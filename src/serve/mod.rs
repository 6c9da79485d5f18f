// src/serve/mod.rs

//! Dev server: static files from the serve root plus a live-reload channel.
//!
//! The server is deliberately small: one HTTP/1.1 GET handler per
//! connection on the tokio listener. Served HTML gets a script tag injected
//! that opens a server-sent-events stream; a `reload` event makes the
//! browser refresh.

pub mod reload;

use std::net::SocketAddr;
use std::path::{Component, Path, PathBuf};

use anyhow::{Context, Result};
use tokio::io::{AsyncReadExt, AsyncWriteExt};
use tokio::net::{TcpListener, TcpStream};
use tokio::sync::broadcast;
use tracing::{debug, info, warn};

pub use reload::ReloadHub;

/// Path of the event-stream endpoint browsers subscribe to.
pub const EVENTS_PATH: &str = "/__sitepipe/events";
/// Path of the injected client script.
pub const SCRIPT_PATH: &str = "/__sitepipe/reload.js";

const RELOAD_SNIPPET: &str = r#"<script src="/__sitepipe/reload.js"></script>"#;

const RELOAD_SCRIPT: &str = r#"(() => {
  const es = new EventSource("/__sitepipe/events");
  es.addEventListener("reload", () => location.reload());
})();
"#;

/// Handle to the running dev server.
#[derive(Debug)]
pub struct ServerHandle {
    pub addr: SocketAddr,
}

/// Bind the dev server and start serving `root` on the given port.
///
/// Binding failure is fatal and propagates; everything after that is
/// per-connection and merely logged. Pass port 0 to bind an ephemeral port
/// (the chosen one is in the returned handle).
pub async fn spawn_server(root: PathBuf, port: u16, hub: ReloadHub) -> Result<ServerHandle> {
    let listener = TcpListener::bind(("127.0.0.1", port))
        .await
        .with_context(|| format!("binding dev server on port {port}"))?;
    let addr = listener.local_addr()?;

    info!(%addr, root = ?root, "dev server listening");

    tokio::spawn(async move {
        loop {
            match listener.accept().await {
                Ok((stream, peer)) => {
                    debug!(%peer, "connection accepted");
                    let root = root.clone();
                    let hub = hub.clone();
                    tokio::spawn(async move {
                        if let Err(err) = handle_connection(stream, &root, hub).await {
                            debug!(error = %err, "connection handler ended with error");
                        }
                    });
                }
                Err(err) => {
                    warn!(error = %err, "failed to accept connection");
                }
            }
        }
    });

    Ok(ServerHandle { addr })
}

async fn handle_connection(mut stream: TcpStream, root: &Path, hub: ReloadHub) -> Result<()> {
    let request_path = match read_request_path(&mut stream).await? {
        Some(path) => path,
        None => {
            write_simple(&mut stream, 405, "method not allowed").await?;
            return Ok(());
        }
    };

    match request_path.as_str() {
        EVENTS_PATH => serve_events(stream, hub.subscribe()).await,
        SCRIPT_PATH => {
            write_response(
                &mut stream,
                200,
                "application/javascript",
                RELOAD_SCRIPT.as_bytes(),
            )
            .await
        }
        _ => serve_file(&mut stream, root, &request_path).await,
    }
}

/// Read the request head and return the target path for GET requests, `None`
/// for other methods.
async fn read_request_path(stream: &mut TcpStream) -> Result<Option<String>> {
    let mut buf = Vec::with_capacity(1024);
    let mut chunk = [0u8; 1024];

    // Read until the end of the request head or a sane size cap.
    loop {
        let n = stream.read(&mut chunk).await?;
        if n == 0 {
            break;
        }
        buf.extend_from_slice(&chunk[..n]);
        if buf.windows(4).any(|w| w == b"\r\n\r\n") || buf.len() > 8 * 1024 {
            break;
        }
    }

    let head = String::from_utf8_lossy(&buf);
    let mut parts = head.lines().next().unwrap_or("").split_whitespace();

    let method = parts.next().unwrap_or("");
    let target = parts.next().unwrap_or("/");

    if method != "GET" {
        return Ok(None);
    }

    // Drop any query string.
    let path = target.split('?').next().unwrap_or("/").to_string();
    Ok(Some(path))
}

async fn serve_file(stream: &mut TcpStream, root: &Path, request_path: &str) -> Result<()> {
    let Some(rel) = sanitize_path(request_path) else {
        write_simple(stream, 404, "not found").await?;
        return Ok(());
    };

    let mut path = root.join(rel);
    if path.is_dir() {
        path = path.join("index.html");
    }

    let body = match tokio::fs::read(&path).await {
        Ok(bytes) => bytes,
        Err(_) => {
            debug!(path = ?path, "file not found");
            write_simple(stream, 404, "not found").await?;
            return Ok(());
        }
    };

    let content_type = content_type_for(&path);
    let body = if content_type == "text/html" {
        inject_reload_snippet(body)
    } else {
        body
    };

    write_response(stream, 200, content_type, &body).await
}

/// Stream server-sent events until the client goes away.
async fn serve_events(mut stream: TcpStream, mut rx: broadcast::Receiver<()>) -> Result<()> {
    stream
        .write_all(
            b"HTTP/1.1 200 OK\r\n\
              Content-Type: text/event-stream\r\n\
              Cache-Control: no-cache\r\n\
              Connection: keep-alive\r\n\r\n",
        )
        .await?;
    stream.flush().await?;

    loop {
        match rx.recv().await {
            Ok(()) => {
                if stream.write_all(b"event: reload\ndata: now\n\n").await.is_err() {
                    break;
                }
                if stream.flush().await.is_err() {
                    break;
                }
            }
            Err(broadcast::error::RecvError::Lagged(_)) => continue,
            Err(broadcast::error::RecvError::Closed) => break,
        }
    }

    Ok(())
}

/// Map a request path to a root-relative file path, rejecting anything that
/// would escape the docroot.
fn sanitize_path(request_path: &str) -> Option<PathBuf> {
    let trimmed = request_path.trim_start_matches('/');
    let candidate = PathBuf::from(trimmed);

    for component in candidate.components() {
        match component {
            Component::Normal(_) => {}
            Component::CurDir => {}
            _ => return None,
        }
    }

    Some(candidate)
}

/// Inject the live-reload script tag into an HTML body, before `</body>`
/// when present, appended otherwise.
fn inject_reload_snippet(body: Vec<u8>) -> Vec<u8> {
    let text = match String::from_utf8(body) {
        Ok(text) => text,
        Err(err) => return err.into_bytes(),
    };

    let injected = match text.rfind("</body>") {
        Some(idx) => {
            let mut out = String::with_capacity(text.len() + RELOAD_SNIPPET.len());
            out.push_str(&text[..idx]);
            out.push_str(RELOAD_SNIPPET);
            out.push_str(&text[idx..]);
            out
        }
        None => {
            let mut out = text;
            out.push_str(RELOAD_SNIPPET);
            out
        }
    };

    injected.into_bytes()
}

fn content_type_for(path: &Path) -> &'static str {
    match path.extension().and_then(|e| e.to_str()) {
        Some("html") | Some("htm") => "text/html",
        Some("css") => "text/css",
        Some("js") => "application/javascript",
        Some("json") => "application/json",
        Some("svg") => "image/svg+xml",
        Some("png") => "image/png",
        Some("jpg") | Some("jpeg") => "image/jpeg",
        Some("gif") => "image/gif",
        Some("webp") => "image/webp",
        Some("ico") => "image/x-icon",
        Some("txt") => "text/plain",
        _ => "application/octet-stream",
    }
}

async fn write_response(
    stream: &mut TcpStream,
    status: u16,
    content_type: &str,
    body: &[u8],
) -> Result<()> {
    let reason = match status {
        200 => "OK",
        404 => "Not Found",
        405 => "Method Not Allowed",
        _ => "OK",
    };

    let head = format!(
        "HTTP/1.1 {status} {reason}\r\n\
         Content-Type: {content_type}\r\n\
         Content-Length: {}\r\n\
         Connection: close\r\n\r\n",
        body.len()
    );

    stream.write_all(head.as_bytes()).await?;
    stream.write_all(body).await?;
    stream.flush().await?;
    Ok(())
}

async fn write_simple(stream: &mut TcpStream, status: u16, message: &str) -> Result<()> {
    write_response(stream, status, "text/plain", message.as_bytes()).await
}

| AIM OF THE EXERCISE |
Type out each entry above again, exactly.

| ANSWER TO THE EXERCISE |
filename src/serve/mod.rs
repository 6c9da79485d5f18f
// src/serve/mod.rs

//! Dev server: static files from the serve root plus a live-reload channel.
//!
//! The server is deliberately small: one HTTP/1.1 GET handler per
//! connection on the tokio listener. Served HTML gets a script tag injected
//! that opens a server-sent-events stream; a `reload` event makes the
//! browser refresh.

pub mod reload;

use std::net::SocketAddr;
use std::path::{Component, Path, PathBuf};

use anyhow::{Context, Result};
use tokio::io::{AsyncReadExt, AsyncWriteExt};
use tokio::net::{TcpListener, TcpStream};
use tokio::sync::broadcast;
use tracing::{debug, info, warn};

pub use reload::ReloadHub;

/// Path of the event-stream endpoint browsers subscribe to.
pub const EVENTS_PATH: &str = "/__sitepipe/events";
/// Path of the injected client script.
pub const SCRIPT_PATH: &str = "/__sitepipe/reload.js";

const RELOAD_SNIPPET: &str = r#"<script src="/__sitepipe/reload.js"></script>"#;

const RELOAD_SCRIPT: &str = r#"(() => {
  const es = new EventSource("/__sitepipe/events");
  es.addEventListener("reload", () => location.reload());
})();
"#;

/// Handle to the running dev server.
#[derive(Debug)]
pub struct ServerHandle {
    pub addr: SocketAddr,
}

/// Bind the dev server and start serving `root` on the given port.
///
/// Binding failure is fatal and propagates; everything after that is
/// per-connection and merely logged. Pass port 0 to bind an ephemeral port
/// (the chosen one is in the returned handle).
pub async fn spawn_server(root: PathBuf, port: u16, hub: ReloadHub) -> Result<ServerHandle> {
    let listener = TcpListener::bind(("127.0.0.1", port))
        .await
        .with_context(|| format!("binding dev server on port {port}"))?;
    let addr = listener.local_addr()?;

    info!(%addr, root = ?root, "dev server listening");

    tokio::spawn(async move {
        loop {
            match listener.accept().await {
                Ok((stream, peer)) => {
                    debug!(%peer, "connection accepted");
                    let root = root.clone();
                    let hub = hub.clone();
                    tokio::spawn(async move {
                        if let Err(err) = handle_connection(stream, &root, hub).await {
                            debug!(error = %err, "connection handler ended with error");
                        }
                    });
                }
                Err(err) => {
                    warn!(error = %err, "failed to accept connection");
                }
            }
        }
    });

    Ok(ServerHandle { addr })
}

async fn handle_connection(mut stream: TcpStream, root: &Path, hub: ReloadHub) -> Result<()> {
    let request_path = match read_request_path(&mut stream).await? {
        Some(path) => path,
        None => {
            write_simple(&mut stream, 405, "method not allowed").await?;
            return Ok(());
        }
    };

    match request_path.as_str() {
        EVENTS_PATH => serve_events(stream, hub.subscribe()).await,
        SCRIPT_PATH => {
            write_response(
                &mut stream,
                200,
                "application/javascript",
                RELOAD_SCRIPT.as_bytes(),
            )
            .await
        }
        _ => serve_file(&mut stream, root, &request_path).await,
    }
}

/// Read the request head and return the target path for GET requests, `None`
/// for other methods.
async fn read_request_path(stream: &mut TcpStream) -> Result<Option<String>> {
    let mut buf = Vec::with_capacity(1024);
    let mut chunk = [0u8; 1024];

    // Read until the end of the request head or a sane size cap.
    loop {
        let n = stream.read(&mut chunk).await?;
        if n == 0 {
            break;
        }
        buf.extend_from_slice(&chunk[..n]);
        if buf.windows(4).any(|w| w == b"\r\n\r\n") || buf.len() > 8 * 1024 {
            break;
        }
    }

    let head = String::from_utf8_lossy(&buf);
    let mut parts = head.lines().next().unwrap_or("").split_whitespace();

    let method = parts.next().unwrap_or("");
    let target = parts.next().unwrap_or("/");

    if method != "GET" {
        return Ok(None);
    }

    // Drop any query string.
    let path = target.split('?').next().unwrap_or("/").to_string();
    Ok(Some(path))
}

async fn serve_file(stream: &mut TcpStream, root: &Path, request_path: &str) -> Result<()> {
    let Some(rel) = sanitize_path(request_path) else {
        write_simple(stream, 404, "not found").await?;
        return Ok(());
    };

    let mut path = root.join(rel);
    if path.is_dir() {
        path = path.join("index.html");
    }

    let body = match tokio::fs::read(&path).await {
        Ok(bytes) => bytes,
        Err(_) => {
            debug!(path = ?path, "file not found");
            write_simple(stream, 404, "not found").await?;
            return Ok(());
        }
    };

    let content_type = content_type_for(&path);
    let body = if content_type == "text/html" {
        inject_reload_snippet(body)
    } else {
        body
    };

    write_response(stream, 200, content_type, &body).await
}

/// Stream server-sent events until the client goes away.
async fn serve_events(mut stream: TcpStream, mut rx: broadcast::Receiver<()>) -> Result<()> {
    stream
        .write_all(
            b"HTTP/1.1 200 OK\r\n\
              Content-Type: text/event-stream\r\n\
              Cache-Control: no-cache\r\n\
              Connection: keep-alive\r\n\r\n",
        )
        .await?;
    stream.flush().await?;

    loop {
        match rx.recv().await {
            Ok(()) => {
                if stream.write_all(b"event: reload\ndata: now\n\n").await.is_err() {
                    break;
                }
                if stream.flush().await.is_err() {
                    break;
                }
            }
            Err(broadcast::error::RecvError::Lagged(_)) => continue,
            Err(broadcast::error::RecvError::Closed) => break,
        }
    }

    Ok(())
}

/// Map a request path to a root-relative file path, rejecting anything that
/// would escape the docroot.
fn sanitize_path(request_path: &str) -> Option<PathBuf> {
    let trimmed = request_path.trim_start_matches('/');
    let candidate = PathBuf::from(trimmed);

    for component in candidate.components() {
        match component {
            Component::Normal(_) => {}
            Component::CurDir => {}
            _ => return None,
        }
    }

    Some(candidate)
}

/// Inject the live-reload script tag into an HTML body, before `</body>`
/// when present, appended otherwise.
fn inject_reload_snippet(body: Vec<u8>) -> Vec<u8> {
    let text = match String::from_utf8(body) {
        Ok(text) => text,
        Err(err) => return err.into_bytes(),
    };

    let injected = match text.rfind("</body>") {
        Some(idx) => {
            let mut out = String::with_capacity(text.len() + RELOAD_SNIPPET.len());
            out.push_str(&text[..idx]);
            out.push_str(RELOAD_SNIPPET);
            out.push_str(&text[idx..]);
            out
        }
        None => {
            let mut out = text;
            out.push_str(RELOAD_SNIPPET);
            out
        }
    };

    injected.into_bytes()
}

fn content_type_for(path: &Path) -> &'static str {
    match path.extension().and_then(|e| e.to_str()) {
        Some("html") | Some("htm") => "text/html",
        Some("css") => "text/css",
        Some("js") => "application/javascript",
        Some("json") => "application/json",
        Some("svg") => "image/svg+xml",
        Some("png") => "image/png",
        Some("jpg") | Some("jpeg") => "image/jpeg",
        Some("gif") => "image/gif",
        Some("webp") => "image/webp",
        Some("ico") => "image/x-icon",
        Some("txt") => "text/plain",
        _ => "application/octet-stream",
    }
}

async fn write_response(
    stream: &mut TcpStream,
    status: u16,
    content_type: &str,
    body: &[u8],
) -> Result<()> {
    let reason = match status {
        200 => "OK",
        404 => "Not Found",
        405 => "Method Not Allowed",
        _ => "OK",
    };

    let head = format!(
        "HTTP/1.1 {status} {reason}\r\n\
         Content-Type: {content_type}\r\n\
         Content-Length: {}\r\n\
         Connection: close\r\n\r\n",
        body.len()
    );

    stream.write_all(head.as_bytes()).await?;
    stream.write_all(body).await?;
    stream.flush().await?;
    Ok(())
}

async fn write_simple(stream: &mut TcpStream, status: u16, message: &str) -> Result<()> {
    write_response(stream, status, "text/plain", message.as_bytes()).await
}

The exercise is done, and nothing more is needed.